> _What to produce_
Count the lines in the data below that include the word "PostgresValue", then state the total and nothing besides.

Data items

* * * * * * * * *

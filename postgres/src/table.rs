//! Table definitions.

use std::borrow::Cow;

use crate::{columns::Column, relations::RelationDecl};

/// A table: its columns, an optional soft-delete column and the relations it
/// declares. Relation targets are named, not referenced, so tables can be
/// defined in any order and refer to each other.
#[derive(Debug, Clone)]
pub struct TableDef {
    pub name: Cow<'static, str>,
    pub schema: Option<Cow<'static, str>>,
    pub columns: Vec<Column>,
    pub soft_delete: Option<Cow<'static, str>>,
    pub relations: Vec<RelationDecl>,
}

impl TableDef {
    pub fn new(name: impl Into<Cow<'static, str>>) -> Self {
        Self {
            name: name.into(),
            schema: None,
            columns: Vec::new(),
            soft_delete: None,
            relations: Vec::new(),
        }
    }

    pub fn in_schema(mut self, schema: impl Into<Cow<'static, str>>) -> Self {
        self.schema = Some(schema.into());
        self
    }

    pub fn column(mut self, column: Column) -> Self {
        self.columns.push(column);
        self
    }

    pub fn columns(mut self, columns: impl IntoIterator<Item = Column>) -> Self {
        self.columns.extend(columns);
        self
    }

    /// Rows with a non-null value in `column` are treated as deleted.
    pub fn soft_delete(mut self, column: impl Into<Cow<'static, str>>) -> Self {
        self.soft_delete = Some(column.into());
        self
    }

    pub fn relation(mut self, relation: RelationDecl) -> Self {
        self.relations.push(relation);
        self
    }

    pub fn find_column(&self, name: &str) -> Option<&Column> {
        self.columns.iter().find(|column| column.name == name)
    }

    pub fn primary_keys(&self) -> impl Iterator<Item = &Column> {
        self.columns.iter().filter(|column| column.primary_key)
    }

    /// `schema.name`, or just `name`
    pub fn qualified_name(&self) -> String {
        match &self.schema {
            Some(schema) => format!("{schema}.{}", self.name),
            None => self.name.to_string(),
        }
    }
}
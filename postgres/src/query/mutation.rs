//! Insert, update and delete descriptors.

use std::{borrow::Cow, sync::Arc};

use super::{Query, QueryKind, ReturnType};
use crate::expr::{ColumnRef, Expr, IntoExpr, SelectItem, col};

type Name = Cow<'static, str>;

/// Column values for one row, in insertion order.
#[derive(Debug, Clone, Default)]
pub struct Record {
    fields: Vec<(Name, Expr)>,
}

impl Record {
    pub fn new() -> Self {
        Self::default()
    }

    /// Sets `column`, replacing an earlier value for it.
    pub fn set(mut self, column: impl Into<Name>, value: impl IntoExpr) -> Self {
        self.insert(column, value);
        self
    }

    pub fn insert(&mut self, column: impl Into<Name>, value: impl IntoExpr) {
        let column = column.into();
        let value = value.into_expr();
        match self.fields.iter_mut().find(|(name, _)| *name == column) {
            Some((_, slot)) => *slot = value,
            None => self.fields.push((column, value)),
        }
    }

    pub fn get(&self, column: &str) -> Option<&Expr> {
        self.fields
            .iter()
            .find(|(name, _)| name == column)
            .map(|(_, value)| value)
    }

    pub fn contains(&self, column: &str) -> bool {
        self.get(column).is_some()
    }

    pub fn remove(&mut self, column: &str) -> Option<Expr> {
        let index = self.fields.iter().position(|(name, _)| name == column)?;
        Some(self.fields.remove(index).1)
    }

    pub fn columns(&self) -> impl Iterator<Item = &Name> {
        self.fields.iter().map(|(name, _)| name)
    }

    pub fn iter(&self) -> impl Iterator<Item = (&Name, &Expr)> {
        self.fields.iter().map(|(name, value)| (name, value))
    }

    pub fn len(&self) -> usize {
        self.fields.len()
    }

    pub fn is_empty(&self) -> bool {
        self.fields.is_empty()
    }
}

impl IntoIterator for Record {
    type Item = (Name, Expr);
    type IntoIter = std::vec::IntoIter<(Name, Expr)>;

    fn into_iter(self) -> Self::IntoIter {
        self.fields.into_iter()
    }
}

impl<K: Into<Name>, V: IntoExpr> FromIterator<(K, V)> for Record {
    fn from_iter<T: IntoIterator<Item = (K, V)>>(iter: T) -> Self {
        let mut record = Record::new();
        for (column, value) in iter {
            record.insert(column, value);
        }
        record
    }
}

/// Builds a [`Record`]: `record! { "name" => "Ann", "age" => 30 }`.
#[macro_export]
macro_rules! record {
    () => { $crate::query::Record::new() };
    ($($column:expr => $value:expr),+ $(,)?) => {
        $crate::query::Record::new()$(.set($column, $value))+
    };
}

#[derive(Debug, Clone)]
pub(crate) enum InsertSource {
    /// `VALUES (...), (...)`; rows are aligned to `columns`
    Values { columns: Vec<Name>, rows: Vec<Vec<Expr>> },
    /// `INSERT INTO t(columns) <select>`
    Select { columns: Vec<Name>, query: Box<Query> },
    /// Every row of `query` combined with each literal row of `values`
    SelectWithValues { query: Box<Query>, values: Vec<Record> },
}

/// `ON CONFLICT (target) DO ...`
#[derive(Debug, Clone)]
pub struct OnConflict {
    pub target: Vec<Name>,
    pub action: ConflictAction,
}

#[derive(Debug, Clone)]
pub enum ConflictAction {
    Nothing,
    Update(Vec<(Name, Expr)>),
    /// Overwrite every inserted column outside the target with `excluded`
    Merge,
}

#[derive(Debug, Clone)]
pub struct InsertData {
    pub(crate) source: InsertSource,
    pub(crate) on_conflict: Option<OnConflict>,
}

#[derive(Debug, Clone)]
pub struct UpdateData {
    pub(crate) set: Vec<(Name, Expr)>,
}

impl Query {
    fn into_insert(mut self, source: InsertSource) -> Self {
        self.kind = QueryKind::Insert(Arc::new(InsertData {
            source,
            on_conflict: None,
        }));
        if self.select.is_none() {
            self.return_type = ReturnType::Void;
        }
        self
    }

    /// `INSERT INTO t(columns) VALUES (...)`
    pub fn insert(self, record: Record) -> Self {
        self.insert_many([record])
    }

    /// Multi-row insert. Columns are the union of every record's columns in
    /// first-seen order; a record lacking a column inserts `DEFAULT`.
    pub fn insert_many(self, records: impl IntoIterator<Item = Record>) -> Self {
        let records: Vec<Record> = records.into_iter().collect();
        let mut columns: Vec<Name> = Vec::new();
        for record in &records {
            for column in record.columns() {
                if !columns.contains(column) {
                    columns.push(column.clone());
                }
            }
        }
        let rows = records
            .into_iter()
            .map(|mut record| {
                columns
                    .iter()
                    .map(|column| record.remove(column).unwrap_or(Expr::Default))
                    .collect()
            })
            .collect();
        self.into_insert(InsertSource::Values { columns, rows })
    }

    /// `INSERT INTO t(columns) SELECT ...`
    pub fn insert_from<I, S>(self, columns: I, query: Query) -> Self
    where
        I: IntoIterator<Item = S>,
        S: Into<Name>,
    {
        let columns = columns.into_iter().map(Into::into).collect();
        self.into_insert(InsertSource::Select {
            columns,
            query: Box::new(query),
        })
    }

    /// Inserts one row per entry of `values`, each combined with the columns
    /// selected by `query`:
    /// `INSERT INTO t(q_cols, v_cols) SELECT "q".*, "v".* FROM (query) AS "q", (VALUES ...) "v"(v_cols)`.
    ///
    /// Every record must set the same columns.
    pub fn create_many_from(self, query: Query, values: impl IntoIterator<Item = Record>) -> Self {
        self.into_insert(InsertSource::SelectWithValues {
            query: Box::new(query),
            values: values.into_iter().collect(),
        })
    }

    fn with_conflict(mut self, target: Vec<Name>, action: ConflictAction) -> Self {
        if let QueryKind::Insert(data) = &mut self.kind {
            Arc::make_mut(data).on_conflict = Some(OnConflict { target, action });
        }
        self
    }

    /// Starts an `ON CONFLICT (columns)` clause.
    pub fn on_conflict<I, S>(self, columns: I) -> OnConflictBuilder
    where
        I: IntoIterator<Item = S>,
        S: Into<Name>,
    {
        OnConflictBuilder {
            query: self,
            target: columns.into_iter().map(Into::into).collect(),
        }
    }

    /// `ON CONFLICT DO NOTHING` without a target
    pub fn on_conflict_do_nothing(self) -> Self {
        self.with_conflict(Vec::new(), ConflictAction::Nothing)
    }

    /// `UPDATE t SET ...`
    pub fn update(mut self, record: Record) -> Self {
        let mut set = match &self.kind {
            QueryKind::Update(data) => data.set.clone(),
            _ => Vec::new(),
        };
        for (column, value) in record {
            match set.iter_mut().find(|(name, _)| *name == column) {
                Some((_, slot)) => *slot = value,
                None => set.push((column, value)),
            }
        }
        self.kind = QueryKind::Update(Arc::new(UpdateData { set }));
        if self.select.is_none() {
            self.return_type = ReturnType::Void;
        }
        self
    }

    /// `SET "column" = "column" + by`
    pub fn increment(self, column: impl Into<Name>, by: impl IntoExpr) -> Self {
        let column = column.into();
        let value = col(ColumnRef::new(column.clone())).plus(by);
        self.update(Record::new().set(column, value))
    }

    /// `SET "column" = "column" - by`
    pub fn decrement(self, column: impl Into<Name>, by: impl IntoExpr) -> Self {
        let column = column.into();
        let value = col(ColumnRef::new(column.clone())).minus(by);
        self.update(Record::new().set(column, value))
    }

    /// Deletes the matching rows. On a soft-delete table this marks them
    /// deleted instead.
    pub fn delete(self) -> Self {
        let soft = self.table_def().and_then(|def| def.soft_delete.clone());
        match soft {
            Some(column) => self.update(Record::new().set(column, Expr::now())),
            None => self.hard_delete(),
        }
    }

    /// `DELETE FROM`, ignoring soft delete.
    pub fn hard_delete(mut self) -> Self {
        self.kind = QueryKind::Delete;
        if self.select.is_none() {
            self.return_type = ReturnType::Void;
        }
        self
    }

    /// `RETURNING items`. Switches a mutation returning nothing to all rows.
    pub fn returning<I>(mut self, items: I) -> Self
    where
        I: IntoIterator,
        I::Item: Into<SelectItem>,
    {
        if self.return_type == ReturnType::Void {
            self.return_type = ReturnType::All;
        }
        self.select(items)
    }

    /// `RETURNING *`
    pub fn returning_all(self) -> Self {
        self.returning(["*"])
    }
}

/// Pending `ON CONFLICT (target)`, finished by choosing an action.
#[derive(Debug, Clone)]
pub struct OnConflictBuilder {
    query: Query,
    target: Vec<Name>,
}

impl OnConflictBuilder {
    pub fn do_nothing(self) -> Query {
        self.query.with_conflict(self.target, ConflictAction::Nothing)
    }

    /// `DO UPDATE SET` with explicit values; [`Expr::excluded`] refers to the
    /// proposed row.
    pub fn do_update(self, record: Record) -> Query {
        let set = record.into_iter().collect();
        self.query.with_conflict(self.target, ConflictAction::Update(set))
    }

    /// `DO UPDATE SET "c" = excluded."c"` for every inserted column outside
    /// the conflict target.
    pub fn merge(self) -> Query {
        self.query.with_conflict(self.target, ConflictAction::Merge)
    }
}
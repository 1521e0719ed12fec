//! Writes that reach through relations: nested create, connect and
//! disconnect.
//!
//! A `belongs_to` target is written before its owner, inside the owner's
//! insert as a CTE, and its key is spliced in as a sub-select. Relations whose
//! foreign key lives on the target (`has_one`, `has_many`, join tables) need
//! the owner's row first; they come back as [`PendingWrite`]s to run once the
//! owner insert has returned.

use std::{borrow::Cow, sync::Arc};

use relq_core::{CompileError, relq_trace_write};

use super::{JoinTable, RelationKind, RelationLink, ResolvedRelation, Schema};
use crate::{
    expr::{ColumnRef, Expr, SelectItem, WhereItem, eq, exists},
    query::{CteEntry, Query, Record, typed},
    values::PostgresValue,
};

type Name = Cow<'static, str>;

/// Values of a row to create, with writes to its relations.
#[derive(Debug, Clone, Default)]
pub struct CreateData {
    pub values: Record,
    pub nested: Vec<(Name, NestedWrite)>,
}

impl CreateData {
    pub fn new(values: Record) -> Self {
        Self {
            values,
            nested: Vec::new(),
        }
    }

    /// Adds a write to the relation `relation`.
    pub fn with(mut self, relation: impl Into<Name>, write: NestedWrite) -> Self {
        self.nested.push((relation.into(), write));
        self
    }
}

impl From<Record> for CreateData {
    fn from(values: Record) -> Self {
        CreateData::new(values)
    }
}

/// A write to a relation as part of creating its owner.
#[derive(Debug, Clone)]
pub enum NestedWrite {
    Create(Vec<CreateData>),
    /// Link to existing rows matching the conditions
    Connect(Vec<WhereItem>),
    /// Link to a row matching the conditions, creating it when none does
    ConnectOrCreate {
        conditions: Vec<WhereItem>,
        create: Box<CreateData>,
    },
}

impl NestedWrite {
    pub fn create(data: impl Into<CreateData>) -> Self {
        NestedWrite::Create(vec![data.into()])
    }

    pub fn create_many<I>(data: I) -> Self
    where
        I: IntoIterator,
        I::Item: Into<CreateData>,
    {
        NestedWrite::Create(data.into_iter().map(Into::into).collect())
    }

    pub fn connect(conditions: impl IntoIterator<Item = WhereItem>) -> Self {
        NestedWrite::Connect(conditions.into_iter().collect())
    }

    pub fn connect_or_create(
        conditions: impl IntoIterator<Item = WhereItem>,
        create: impl Into<CreateData>,
    ) -> Self {
        NestedWrite::ConnectOrCreate {
            conditions: conditions.into_iter().collect(),
            create: Box::new(create.into()),
        }
    }
}

/// A change to a relation of an existing row.
#[derive(Debug, Clone)]
pub enum NestedUpdate {
    Connect(Vec<WhereItem>),
    /// Unlink rows matching the conditions; all linked rows when empty
    Disconnect(Vec<WhereItem>),
    Create(Vec<CreateData>),
    /// Delete linked rows matching the conditions; all linked rows when empty
    Delete(Vec<WhereItem>),
}

/// The insert of an owner row plus the writes waiting for its returned row.
#[derive(Debug, Clone)]
pub struct CreatePlan {
    pub insert: Query,
    pub pending: Vec<PendingWrite>,
}

/// A relation write that needs the owner row.
#[derive(Debug, Clone)]
pub struct PendingWrite {
    pub relation: Arc<ResolvedRelation>,
    pub write: NestedWrite,
}

/// One statement of a nested write, in execution order.
#[derive(Debug, Clone)]
pub enum NestedStep {
    Execute(Query),
    /// Must change a row; changing none means the target was not found
    ExecuteOne(Query),
    /// An insert whose own pending writes follow it
    Create(CreatePlan),
}

fn unsupported(relation: &str, operation: &'static str) -> CompileError {
    CompileError::NestedWriteUnsupported {
        relation: relation.to_owned(),
        operation,
    }
}

fn owner_value(owner: &Record, key: &str) -> Expr {
    owner
        .get(key)
        .cloned()
        .unwrap_or(Expr::Value(PostgresValue::Null))
}

fn with_conditions(query: Query, conditions: &[WhereItem]) -> Query {
    conditions.iter().cloned().fold(query, Query::r#where)
}

fn key_columns(keys: &[Name]) -> Vec<SelectItem> {
    keys.iter()
        .map(|key| SelectItem::from(ColumnRef::new(key.clone())))
        .collect()
}

/// `(SELECT "cte"."key" FROM "cte")`
fn cte_value(cte: &str, key: &Name) -> Expr {
    Expr::Subquery(Box::new(
        Query::table(cte.to_owned()).select([ColumnRef::qualified(cte.to_owned(), key.clone())]),
    ))
}

/// CTEs collected while planning one insert statement.
struct CteSink {
    taken: Vec<String>,
    entries: Vec<CteEntry>,
}

impl CteSink {
    fn for_query(query: &Query) -> Self {
        Self {
            taken: query.ctes().iter().map(|cte| cte.name.to_string()).collect(),
            entries: Vec::new(),
        }
    }

    fn push(&mut self, query: Query) -> String {
        let name = (1..)
            .map(|n| if n == 1 { "q".to_owned() } else { format!("q{n}") })
            .find(|name| !self.taken.contains(name))
            .unwrap_or_default();
        self.taken.push(name.clone());
        self.entries.push(CteEntry::new(name.clone(), query));
        name
    }

    fn attach(self, query: Query) -> Query {
        self.entries.into_iter().fold(query, Query::with_cte)
    }
}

* * * * * * * * *

> _Finished task_
2